PROBLEM DESCRIPTION:
Word for word, restate every entry that follows.

DATA UNDER STUDY:
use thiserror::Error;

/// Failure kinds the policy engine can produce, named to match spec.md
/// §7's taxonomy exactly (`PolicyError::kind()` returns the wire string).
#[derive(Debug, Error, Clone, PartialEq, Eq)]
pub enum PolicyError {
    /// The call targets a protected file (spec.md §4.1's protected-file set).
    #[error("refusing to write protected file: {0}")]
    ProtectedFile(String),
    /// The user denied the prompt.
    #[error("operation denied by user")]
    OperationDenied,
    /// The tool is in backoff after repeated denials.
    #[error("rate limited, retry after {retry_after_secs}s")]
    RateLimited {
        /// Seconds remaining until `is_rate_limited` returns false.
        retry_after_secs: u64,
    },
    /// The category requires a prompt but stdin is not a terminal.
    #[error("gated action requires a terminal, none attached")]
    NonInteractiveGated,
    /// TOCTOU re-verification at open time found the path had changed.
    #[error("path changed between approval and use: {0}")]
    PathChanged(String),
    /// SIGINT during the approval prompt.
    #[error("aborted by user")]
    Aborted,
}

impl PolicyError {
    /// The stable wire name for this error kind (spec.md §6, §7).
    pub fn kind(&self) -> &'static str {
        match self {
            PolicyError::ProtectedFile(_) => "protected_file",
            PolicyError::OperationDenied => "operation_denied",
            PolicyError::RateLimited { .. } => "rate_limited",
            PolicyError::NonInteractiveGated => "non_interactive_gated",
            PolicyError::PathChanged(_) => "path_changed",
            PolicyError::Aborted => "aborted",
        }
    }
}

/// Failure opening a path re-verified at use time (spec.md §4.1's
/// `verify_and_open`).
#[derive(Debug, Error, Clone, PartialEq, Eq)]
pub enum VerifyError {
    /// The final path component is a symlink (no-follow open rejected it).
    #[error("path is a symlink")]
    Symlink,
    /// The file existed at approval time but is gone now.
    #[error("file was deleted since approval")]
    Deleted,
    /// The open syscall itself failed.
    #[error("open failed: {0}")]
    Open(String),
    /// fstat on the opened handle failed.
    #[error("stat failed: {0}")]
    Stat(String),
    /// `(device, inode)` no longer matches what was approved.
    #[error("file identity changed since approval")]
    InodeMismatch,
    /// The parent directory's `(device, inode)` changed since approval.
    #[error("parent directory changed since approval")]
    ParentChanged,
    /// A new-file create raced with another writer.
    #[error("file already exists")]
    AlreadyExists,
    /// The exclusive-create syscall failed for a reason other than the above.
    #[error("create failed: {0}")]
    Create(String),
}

PROBLEM SOLUTION:
use thiserror::Error;

/// Failure kinds the policy engine can produce, named to match spec.md
/// §7's taxonomy exactly (`PolicyError::kind()` returns the wire string).
#[derive(Debug, Error, Clone, PartialEq, Eq)]
pub enum PolicyError {
    /// The call targets a protected file (spec.md §4.1's protected-file set).
    #[error("refusing to write protected file: {0}")]
    ProtectedFile(String),
    /// The user denied the prompt.
    #[error("operation denied by user")]
    OperationDenied,
    /// The tool is in backoff after repeated denials.
    #[error("rate limited, retry after {retry_after_secs}s")]
    RateLimited {
        /// Seconds remaining until `is_rate_limited` returns false.
        retry_after_secs: u64,
    },
    /// The category requires a prompt but stdin is not a terminal.
    #[error("gated action requires a terminal, none attached")]
    NonInteractiveGated,
    /// TOCTOU re-verification at open time found the path had changed.
    #[error("path changed between approval and use: {0}")]
    PathChanged(String),
    /// SIGINT during the approval prompt.
    #[error("aborted by user")]
    Aborted,
}

impl PolicyError {
    /// The stable wire name for this error kind (spec.md §6, §7).
    pub fn kind(&self) -> &'static str {
        match self {
            PolicyError::ProtectedFile(_) => "protected_file",
            PolicyError::OperationDenied => "operation_denied",
            PolicyError::RateLimited { .. } => "rate_limited",
            PolicyError::NonInteractiveGated => "non_interactive_gated",
            PolicyError::PathChanged(_) => "path_changed",
            PolicyError::Aborted => "aborted",
        }
    }
}

/// Failure opening a path re-verified at use time (spec.md §4.1's
/// `verify_and_open`).
#[derive(Debug, Error, Clone, PartialEq, Eq)]
pub enum VerifyError {
    /// The final path component is a symlink (no-follow open rejected it).
    #[error("path is a symlink")]
    Symlink,
    /// The file existed at approval time but is gone now.
    #[error("file was deleted since approval")]
    Deleted,
    /// The open syscall itself failed.
    #[error("open failed: {0}")]
    Open(String),
    /// fstat on the opened handle failed.
    #[error("stat failed: {0}")]
    Stat(String),
    /// `(device, inode)` no longer matches what was approved.
    #[error("file identity changed since approval")]
    InodeMismatch,
    /// The parent directory's `(device, inode)` changed since approval.
    #[error("parent directory changed since approval")]
    ParentChanged,
    /// A new-file create raced with another writer.
    #[error("file already exists")]
    AlreadyExists,
    /// The exclusive-create syscall failed for a reason other than the above.
    #[error("create failed: {0}")]
    Create(String),
}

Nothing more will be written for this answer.